[Start of section]

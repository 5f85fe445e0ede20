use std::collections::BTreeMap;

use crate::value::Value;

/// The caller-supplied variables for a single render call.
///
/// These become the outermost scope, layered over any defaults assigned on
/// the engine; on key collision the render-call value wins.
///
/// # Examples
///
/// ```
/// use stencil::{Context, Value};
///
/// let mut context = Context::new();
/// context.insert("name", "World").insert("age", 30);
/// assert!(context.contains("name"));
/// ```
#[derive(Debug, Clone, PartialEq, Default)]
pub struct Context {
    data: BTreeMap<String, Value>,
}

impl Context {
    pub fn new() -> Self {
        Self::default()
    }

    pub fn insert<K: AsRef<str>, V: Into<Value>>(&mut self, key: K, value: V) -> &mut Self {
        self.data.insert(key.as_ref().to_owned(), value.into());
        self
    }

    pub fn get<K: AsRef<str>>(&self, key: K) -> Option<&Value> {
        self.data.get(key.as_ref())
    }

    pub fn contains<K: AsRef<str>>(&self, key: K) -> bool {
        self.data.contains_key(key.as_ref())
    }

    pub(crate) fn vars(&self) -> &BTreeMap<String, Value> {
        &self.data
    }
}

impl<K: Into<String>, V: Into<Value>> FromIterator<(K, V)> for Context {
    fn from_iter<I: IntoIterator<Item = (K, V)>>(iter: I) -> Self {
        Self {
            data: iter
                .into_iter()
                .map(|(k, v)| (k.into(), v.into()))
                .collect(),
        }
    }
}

[End of section]
[Start of section]

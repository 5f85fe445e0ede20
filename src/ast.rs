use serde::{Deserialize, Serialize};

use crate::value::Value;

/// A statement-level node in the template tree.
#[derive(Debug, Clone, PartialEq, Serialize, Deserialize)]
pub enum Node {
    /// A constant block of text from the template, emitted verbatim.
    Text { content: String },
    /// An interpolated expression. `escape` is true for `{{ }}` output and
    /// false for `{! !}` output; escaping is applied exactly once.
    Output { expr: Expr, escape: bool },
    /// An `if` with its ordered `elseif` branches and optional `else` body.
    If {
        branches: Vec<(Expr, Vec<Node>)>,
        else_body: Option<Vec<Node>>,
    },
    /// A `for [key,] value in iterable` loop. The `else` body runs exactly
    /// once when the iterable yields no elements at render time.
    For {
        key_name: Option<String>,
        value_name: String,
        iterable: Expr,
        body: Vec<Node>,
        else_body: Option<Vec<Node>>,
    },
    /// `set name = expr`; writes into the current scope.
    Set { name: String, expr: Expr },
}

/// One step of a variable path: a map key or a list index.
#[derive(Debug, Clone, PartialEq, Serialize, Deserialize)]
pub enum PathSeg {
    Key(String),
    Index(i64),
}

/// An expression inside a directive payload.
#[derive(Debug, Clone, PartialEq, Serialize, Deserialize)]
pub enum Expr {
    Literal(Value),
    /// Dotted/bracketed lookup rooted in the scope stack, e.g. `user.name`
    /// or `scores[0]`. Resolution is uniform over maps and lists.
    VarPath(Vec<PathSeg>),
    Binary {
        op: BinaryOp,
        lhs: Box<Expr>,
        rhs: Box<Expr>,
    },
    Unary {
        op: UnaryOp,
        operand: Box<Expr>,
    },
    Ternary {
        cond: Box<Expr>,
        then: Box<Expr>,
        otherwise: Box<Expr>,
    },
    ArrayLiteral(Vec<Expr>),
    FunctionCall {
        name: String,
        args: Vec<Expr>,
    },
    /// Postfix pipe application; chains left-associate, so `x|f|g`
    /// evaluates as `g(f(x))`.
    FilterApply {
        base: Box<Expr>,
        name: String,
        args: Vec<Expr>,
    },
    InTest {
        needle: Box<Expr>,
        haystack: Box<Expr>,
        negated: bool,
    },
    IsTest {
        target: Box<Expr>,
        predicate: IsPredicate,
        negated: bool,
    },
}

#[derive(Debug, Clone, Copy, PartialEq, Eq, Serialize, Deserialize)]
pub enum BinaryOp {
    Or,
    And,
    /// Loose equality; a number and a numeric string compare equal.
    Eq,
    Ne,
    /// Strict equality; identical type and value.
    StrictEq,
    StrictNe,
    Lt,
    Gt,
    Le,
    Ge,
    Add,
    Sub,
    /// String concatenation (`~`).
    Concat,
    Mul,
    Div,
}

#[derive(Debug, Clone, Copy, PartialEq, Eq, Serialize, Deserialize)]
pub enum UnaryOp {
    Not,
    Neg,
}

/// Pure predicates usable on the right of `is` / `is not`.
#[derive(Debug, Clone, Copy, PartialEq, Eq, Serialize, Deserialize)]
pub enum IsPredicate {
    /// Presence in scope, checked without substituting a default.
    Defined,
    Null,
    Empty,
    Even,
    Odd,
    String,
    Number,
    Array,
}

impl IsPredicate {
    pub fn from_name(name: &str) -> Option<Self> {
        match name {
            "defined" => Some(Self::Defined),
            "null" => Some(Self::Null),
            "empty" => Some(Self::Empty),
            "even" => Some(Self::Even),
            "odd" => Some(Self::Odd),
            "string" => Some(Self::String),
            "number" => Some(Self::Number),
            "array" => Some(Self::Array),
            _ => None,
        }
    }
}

[End of section]

Work to complete =>
Show each line in the data where the string "template" appears.

Exercise response =>
/// A statement-level node in the template tree.
    /// A constant block of text from the template, emitted verbatim.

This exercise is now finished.